I stopped myself.  I needed to breathe.  Realized if I continued to cry, continued to blast out my emotions, my hyperventilating would cause me to pass out.

What will make me feel better?  What do I want right now?

I texted Gray.  I drove to the city.  Saw my best friend.  Spoke to my mentor on the phone.  And, before I drove back home, I gave my mother a hug.

As I rose from my cry, it occurred to me: my position there on the floor.  As I began the process of grief, before the ultimate moment had even come, my legs bent and tucked under my chest, my head on the floor, my arms in front; I was in child’s pose.

~

The hospital my father died in, the one I visited thrice before he passed, with it’s marble walls and soft couches and inviting faces.  I’d been there before he slipped, thirty years earlier.

The hospital where I was born was the hospital in which my father died.

~

I found it while looking in the mirror and brushing my teeth.  It was not too long ago when I made the discovery, just a bit before my current emotional rollercoaster began.  I only found one, about two inches long.  A gray hair.

When I visited him, saw him in the hospital bed, his face vacant, his limbs looking less than, I noticed his hair.  Someone had pulled it back into a bun sitting atop his head.  His salt and pepper hair, a mess.

~

As I drove to work on Saturday, waiting to pull out onto the main thoroughfare, I paused to wait for a funeral line to pass.  About two dozen cars slowly drove through the intersection, flashing lights and hanging signs marking their grief.

That night, while at work, I got a call from my brother.  Dad had taken a turn.

~

As I drove my younger brother up to the hospital, I didn’t want him to talk.  But he’s my brother, so he did.

He’d had a dream about Dad, before all this had started.  He dreamed about Dad not being well.

“Isn’t that something?”

“Whatever, dude.”  I muttered it.  I dismissed him.

Because, in my last session with Doc, I uttered words I could never take back.  We spoke about how my father was old and if I wanted to repair the relationship with him I needed to take the initiative and be understanding about his life, all he’s gone through.  After all, being that he was 83 yrs. old, at best he had maximum ten years left.

“Yes, my father is not long for this world.”

I didn’t realize how right I, or brother, was.

~

Television is too pretty when it comes to death.
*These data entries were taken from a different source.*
#[cfg(test)]
mod tests {
    use super::*;
    use stacker_hal::mock::{ManualClock, SimMotor, SimSensors};
    use stacker_hal::{Actuator, Clock};
    use stacker_protocol::{Outcome, RobotMode};

    struct Rig {
        lifter: Lifter,
        motor: SimMotor,
        sensors: SimSensors,
        clock: ManualClock,
    }

    fn rig() -> Rig {
        let motor = SimMotor::new("lifter");
        let sensors = SimSensors::new();
        let lifter = Lifter::new(
            LifterHardware {
                motor: Motor::new("lifter", Box::new(motor.clone())),
                sensors: Box::new(sensors.clone()),
            },
            LifterConfig::default(),
        );
        Rig {
            lifter,
            motor,
            sensors,
            clock: ManualClock::new(),
        }
    }

    impl Rig {
        fn ctx(&self) -> TickContext {
            TickContext {
                now: self.clock.now(),
                mode: RobotMode::Autonomous,
            }
        }

        fn send(&mut self, command: LifterCommand) -> crossbeam_channel::Receiver<Response> {
            let (reply, rx) = ReplyTo::channel();
            let mut reply = Some(reply);
            let ctx = self.ctx();
            self.lifter.handle(command, &mut reply, &ctx);
            respond(reply, Response::ok(Subsystem::Lifter));
            rx
        }

        fn step(&mut self, secs: f64) {
            self.clock.advance_secs(secs);
            let ctx = self.ctx();
            self.lifter.tick(&ctx);
        }
    }

    #[test]
    fn test_raise_below_hover_point_enables_hover() {
        let mut rig = rig();
        rig.send(LifterCommand::Raise { speed: 1.0 });
        assert_eq!(rig.motor.output(), -1.0);
        let status = rig.lifter.status();
        assert!(status.hover_enabled);
        assert!(status.raising);
    }

    #[test]
    fn test_hover_while_stopped() {
        let mut rig = rig();
        rig.send(LifterCommand::Raise { speed: 1.0 });

        // 到达悬停点：保持悬停功率
        rig.sensors.trip(Side::Hover);
        rig.send(LifterCommand::Raise { speed: 1.0 });
        assert_eq!(rig.motor.output(), -0.25);
        assert!(rig.lifter.status().hover_while_stopped);

        rig.send(LifterCommand::Stop);
        assert_eq!(rig.motor.output(), -0.25);
        assert!(!rig.lifter.status().hover_enabled);

        // 再次经过悬停点：悬停已关闭，照常上升
        rig.send(LifterCommand::Raise { speed: 0.5 });
        assert_eq!(rig.motor.output(), -0.5);
    }

    #[test]
    fn test_hover_latch_catches_passing_hall() {
        let mut rig = rig();
        rig.send(LifterCommand::Raise { speed: 1.0 });
        // 两次命令之间经过悬停点
        rig.sensors.trip(Side::Hover);
        rig.step(0.02);
        rig.sensors.clear(Side::Hover);

        rig.send(LifterCommand::Raise { speed: 1.0 });
        assert_eq!(rig.motor.output(), -0.25);
    }

    #[test]
    fn test_lower_clears_hover_while_stopped() {
        let mut rig = rig();
        rig.lifter.hover_while_stopped = true;
        rig.send(LifterCommand::Lower { speed: 0.5 });
        assert_eq!(rig.motor.output(), 0.5);
        rig.send(LifterCommand::Stop);
        assert_eq!(rig.motor.output(), 0.0);
    }

    #[test]
    fn test_overcurrent_stops_motor() {
        let mut rig = rig();
        rig.motor.set_current(35.0);
        rig.send(LifterCommand::Lower { speed: 1.0 });
        assert_eq!(rig.motor.output(), 0.0, "current limited drive refuses");

        rig.motor.set_current(0.0);
        rig.send(LifterCommand::Lower { speed: 1.0 });
        rig.motor.set_current(31.0);
        rig.step(0.02);
        assert_eq!(rig.motor.output(), 0.0);
    }

    #[test]
    fn test_raise_totes_sequence() {
        let mut rig = rig();
        let rx = rig.send(LifterCommand::RaiseTotes { count: 2 });
        assert_eq!(rig.motor.output(), -0.6);

        rig.step(0.1);
        assert_eq!(rig.motor.output(), -0.6, "start raise phase");
        rig.step(0.2);
        assert_eq!(rig.motor.output(), -1.0);
        assert!(rx.try_recv().is_err());

        rig.sensors.trip(Side::Top);
        rig.step(0.02);
        assert!(rx.try_recv().unwrap().is_ok());
        assert_eq!(rig.motor.output(), -0.25, "hovering at top");
    }

    #[test]
    fn test_raise_totes_timeout() {
        let mut rig = rig();
        let rx = rig.send(LifterCommand::RaiseTotes { count: 1 });
        for _ in 0..110 {
            rig.step(0.02);
        }
        assert_eq!(
            rx.try_recv().unwrap().outcome,
            Outcome::Error(FailureReason::Timeout)
        );
        assert_eq!(rig.motor.output(), -0.25);
    }

    #[test]
    fn test_claw_to_top_on_current_rise() {
        let mut rig = rig();
        let rx = rig.send(LifterCommand::ClawToTop);
        rig.step(0.02);
        assert_eq!(rig.motor.output(), -1.0);

        rig.motor.set_current(22.0);
        rig.step(0.02);
        assert!(rx.try_recv().unwrap().is_ok());
        assert_eq!(rig.motor.output(), -0.25);
    }

    #[test]
    fn test_claw_to_bottom_stops_on_stall() {
        let mut rig = rig();
        let rx = rig.send(LifterCommand::ClawToBottom);
        rig.step(0.02);
        assert_eq!(rig.motor.output(), 1.0);

        rig.motor.set_current(32.0);
        rig.step(0.02);
        assert!(rx.try_recv().unwrap().is_ok());
        assert_eq!(rig.motor.output(), 0.0);
    }

    #[test]
    fn test_lomid_acks_immediately_and_hovers_at_bottom_hall() {
        let mut rig = rig();
        let rx = rig.send(LifterCommand::RaiseLoMid);
        assert!(rx.try_recv().unwrap().is_ok());
        rig.step(0.02);
        assert_eq!(rig.motor.output(), -0.75);

        rig.sensors.trip(Side::Bottom);
        rig.step(0.02);
        assert_eq!(rig.motor.output(), -0.25);
        assert!(!rig.lifter.is_active());
    }

    #[test]
    fn test_mode_change_clears_hover_flags() {
        let mut rig = rig();
        rig.send(LifterCommand::Raise { speed: 1.0 });
        let rx = rig.send(LifterCommand::LowerTotes);

        let ctx = TickContext {
            now: rig.clock.now(),
            mode: RobotMode::Disabled,
        };
        rig.lifter.on_mode_change(&ctx);
        assert_eq!(
            rx.try_recv().unwrap().outcome,
            Outcome::Error(FailureReason::ModeChanged)
        );
        let status = rig.lifter.status();
        assert_eq!(status.output, 0.0);
        assert!(!status.hover_enabled);
        assert!(!status.hover_while_stopped);
    }
}
#[cfg(test)]
mod tests {
    use super::*;
    use stacker_hal::mock::{ManualClock, SimGyro, SimMotor, SimSensors};
    use stacker_hal::{Actuator, Clock};
    use stacker_protocol::{Outcome, RobotMode};
    use std::sync::Arc;

    struct Rig {
        drivetrain: Drivetrain,
        left: SimMotor,
        right: SimMotor,
        gyro: SimGyro,
        sensors: SimSensors,
        clock: ManualClock,
    }

    fn rig() -> Rig {
        let clock = ManualClock::new();
        let left = SimMotor::new("left");
        let right = SimMotor::new("right");
        let gyro = SimGyro::new(left.clone(), right.clone(), 0.0, Arc::new(clock.clone()));
        let sensors = SimSensors::new();
        let drivetrain = Drivetrain::new(
            DrivetrainHardware {
                left: Motor::new("left", Box::new(left.clone())),
                right: Motor::new("right", Box::new(right.clone())),
                gyro: Box::new(gyro.clone()),
                sensors: Box::new(sensors.clone()),
            },
            DrivetrainConfig::default(),
        );
        Rig {
            drivetrain,
            left,
            right,
            gyro,
            sensors,
            clock,
        }
    }

    fn ctx(clock: &ManualClock, mode: RobotMode) -> TickContext {
        TickContext {
            now: clock.now(),
            mode,
        }
    }

    #[test]
    fn test_straight_outputs() {
        // 无偏差：左正右负
        assert_eq!(straight_outputs(0.5, 0.0, 0.09), (0.5, -0.5));
        // 正偏差前进：左减右增（绝对值）
        let (l, r) = straight_outputs(0.5, 10.0, 0.09);
        assert!((l - 0.05).abs() < 1e-9);
        assert!((r - (-0.95)).abs() < 1e-9);
        // 后退
        let (l, r) = straight_outputs(-0.5, 10.0, 0.09);
        assert!((l - (-0.95)).abs() < 1e-9);
        assert!((r - 0.05).abs() < 1e-9);
        // 零速
        assert_eq!(straight_outputs(0.0, 30.0, 0.09), (0.0, 0.0));
        // 限幅
        let (l, r) = straight_outputs(1.0, -20.0, 0.09);
        assert_eq!(l, 1.0);
        assert_eq!(r, -1.0);
    }

    #[test]
    fn test_tank_and_arcade_mapping() {
        let mut rig = rig();
        let c = ctx(&rig.clock, RobotMode::Teleoperated);
        let mut none = None;

        rig.drivetrain
            .handle(DrivetrainCommand::DriveTank { left: 0.4, right: 0.6 }, &mut none, &c);
        assert_eq!(rig.left.output(), 0.4);
        assert_eq!(rig.right.output(), -0.6);

        rig.drivetrain
            .handle(DrivetrainCommand::DriveArcade { x: 0.2, y: 0.5 }, &mut none, &c);
        assert!((rig.left.output() - 0.6).abs() < 1e-9);
        assert!((rig.right.output() - (-0.4)).abs() < 1e-9);
    }

    #[test]
    fn test_straight_drive_completes_ok() {
        let mut rig = rig();
        let c = ctx(&rig.clock, RobotMode::Autonomous);
        let (reply, rx) = ReplyTo::channel();
        let mut reply = Some(reply);

        rig.drivetrain.handle(
            DrivetrainCommand::DriveStraight { speed: 0.5, duration: 1.0 },
            &mut reply,
            &c,
        );
        assert!(reply.is_none(), "straight drive keeps the reply");
        assert!(rig.drivetrain.is_active());

        rig.gyro.set_heading(5.0);
        rig.drivetrain.tick(&ctx(&rig.clock, RobotMode::Autonomous));
        assert!(rig.left.output() < 0.5, "correction applied");

        rig.clock.advance_secs(1.0);
        rig.drivetrain.tick(&ctx(&rig.clock, RobotMode::Autonomous));
        assert_eq!(rx.try_recv().unwrap().outcome, Outcome::Ok);
        assert_eq!(rig.left.output(), 0.0);
        assert_eq!(rig.right.output(), 0.0);
        assert!(!rig.drivetrain.is_active());
    }

    #[test]
    fn test_stop_preempts_turn() {
        let mut rig = rig();
        let c = ctx(&rig.clock, RobotMode::Autonomous);
        let (reply, rx) = ReplyTo::channel();
        let mut reply = Some(reply);

        rig.drivetrain
            .handle(DrivetrainCommand::Turn { angle: 90.0, timeout: 2.0 }, &mut reply, &c);
        rig.drivetrain.tick(&c);
        assert_eq!(rig.left.output(), 0.5);
        assert_eq!(rig.right.output(), 0.5);

        rig.drivetrain.handle(DrivetrainCommand::Stop, &mut None, &c);
        assert_eq!(
            rx.try_recv().unwrap().outcome,
            Outcome::Error(FailureReason::Preempted)
        );
        assert_eq!(rig.left.output(), 0.0);
        assert!(!rig.drivetrain.is_active());
    }

    #[test]
    fn test_turn_times_out_without_rotation() {
        // 陀螺仪转速为 0：永远到不了目标
        let mut rig = rig();
        let (reply, rx) = ReplyTo::channel();
        let mut reply = Some(reply);
        rig.drivetrain.handle(
            DrivetrainCommand::Turn { angle: 45.0, timeout: 0.5 },
            &mut reply,
            &ctx(&rig.clock, RobotMode::Autonomous),
        );
        for _ in 0..30 {
            rig.clock.advance(Duration::from_millis(20));
            rig.drivetrain.tick(&ctx(&rig.clock, RobotMode::Autonomous));
        }
        assert_eq!(
            rx.try_recv().unwrap().outcome,
            Outcome::Error(FailureReason::Timeout)
        );
        assert_eq!(rig.left.output(), 0.0);
    }

    #[test]
    fn test_seek_tote_waits_for_time_in() {
        let mut rig = rig();
        let (reply, rx) = ReplyTo::channel();
        let mut reply = Some(reply);
        rig.drivetrain.handle(
            DrivetrainCommand::SeekTote { time_in: 0.5, timeout: 3.0 },
            &mut reply,
            &ctx(&rig.clock, RobotMode::Autonomous),
        );
        rig.sensors.trip(Side::Tote);

        rig.clock.advance_secs(0.2);
        rig.drivetrain.tick(&ctx(&rig.clock, RobotMode::Autonomous));
        assert!(rx.try_recv().is_err(), "sensor ignored before time_in");
        assert!((rig.left.output() - 0.4).abs() < 1e-9);

        rig.clock.advance_secs(0.4);
        rig.drivetrain.tick(&ctx(&rig.clock, RobotMode::Autonomous));
        assert!(rx.try_recv().unwrap().is_ok());
        assert_eq!(rig.left.output(), 0.0);
    }

    #[test]
    fn test_mode_change_cancels_and_zeroes() {
        let mut rig = rig();
        let (reply, rx) = ReplyTo::channel();
        let mut reply = Some(reply);
        let c = ctx(&rig.clock, RobotMode::Autonomous);
        rig.drivetrain
            .handle(DrivetrainCommand::StartKeepAlign, &mut None, &c);
        rig.drivetrain.handle(
            DrivetrainCommand::DriveStraight { speed: 0.7, duration: 5.0 },
            &mut reply,
            &c,
        );
        rig.drivetrain.tick(&c);

        rig.drivetrain
            .on_mode_change(&ctx(&rig.clock, RobotMode::Disabled));
        assert_eq!(
            rx.try_recv().unwrap().outcome,
            Outcome::Error(FailureReason::ModeChanged)
        );
        let status = rig.drivetrain.status();
        assert_eq!(status.maneuver, ManeuverKind::Idle);
        assert!(!status.keep_align);
        assert_eq!(rig.left.output(), 0.0);
        assert_eq!(rig.right.output(), 0.0);
    }

    #[test]
    fn test_keep_align_counters_heading() {
        let mut rig = rig();
        let c = ctx(&rig.clock, RobotMode::Teleoperated);
        rig.drivetrain
            .handle(DrivetrainCommand::StartKeepAlign, &mut None, &c);
        rig.gyro.set_heading(4.0);
        rig.drivetrain.tick(&c);
        assert!((rig.left.output() - (-0.2)).abs() < 1e-9);
        assert!((rig.right.output() - (-0.2)).abs() < 1e-9);

        rig.drivetrain
            .handle(DrivetrainCommand::StopKeepAlign, &mut None, &c);
        assert_eq!(rig.left.output(), 0.0);
    }

    #[test]
    fn test_continuous_drive_backward() {
        let mut rig = rig();
        let c = ctx(&rig.clock, RobotMode::Autonomous);
        rig.drivetrain
            .handle(DrivetrainCommand::StartDriveBck { speed: 0.3 }, &mut None, &c);
        rig.drivetrain.tick(&c);
        assert!((rig.left.output() - (-0.3)).abs() < 1e-9);
        assert!((rig.right.output() - 0.3).abs() < 1e-9);
        assert_eq!(rig.drivetrain.status().maneuver, ManeuverKind::Continuous);

        // 无时限直行不会自行结束
        rig.clock.advance_secs(60.0);
        rig.drivetrain.tick(&ctx(&rig.clock, RobotMode::Autonomous));
        assert!(rig.drivetrain.is_active());
    }
}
I love Netflix, have been catching up on new episodes of my favorite shows, and I saw one tonight where a character was on life support, in a coma.  They looked too pretty.  No slack jaw.  No eyes rolled up into their head.  No blood or crud on their teeth.  Too pretty; too clean.

The nurses told us we should leave the room when they took the breathing tube out.  Most of us did; my older brother didn’t.  I’m glad I didn’t have to see that.  In the show, it was simple and clean.  Real life is much messier.

Ella, when they took her off, just passed.  My Dad last several hours, from around 1:30pm til around 8:30pm.

It’s hard for television to express that, to accurately show what it’s like to wait for someone you love to die.  It’s not a straight line of misery.  There are moments when you almost smile, when you take yourself away from the sadness.  Looking at something stupid on YouTube.  Stories about this or that.  Leaving the room for food or to go walk outside.  It seems to me a person can only take misery in doses.

My Dad is dead.  I still haven’t cried.  I’m hoping the Labyrinth at camp will help.  Or possibly the funeral.  Or when I talk to Doc.  Because, right now, every time I come close, I lock it down.

I was going to write a blog post about two weeks ago titled Breaking the Box.  I put my feelings about my Dad in a box and locked them away for a weekend.  I wanted to have fun instead of focusing on conflicted emotions with him.  This was before he got sick.

My last session was all about me talking about said emotions with Doc.  I opened the box for an hour.  I had hoped, over time, to learn to break the box, to accept my Dad for who he is and find a place where I could just love him despite the pain my life dealt me.

Now I don’t know now if I’ll ever break the box.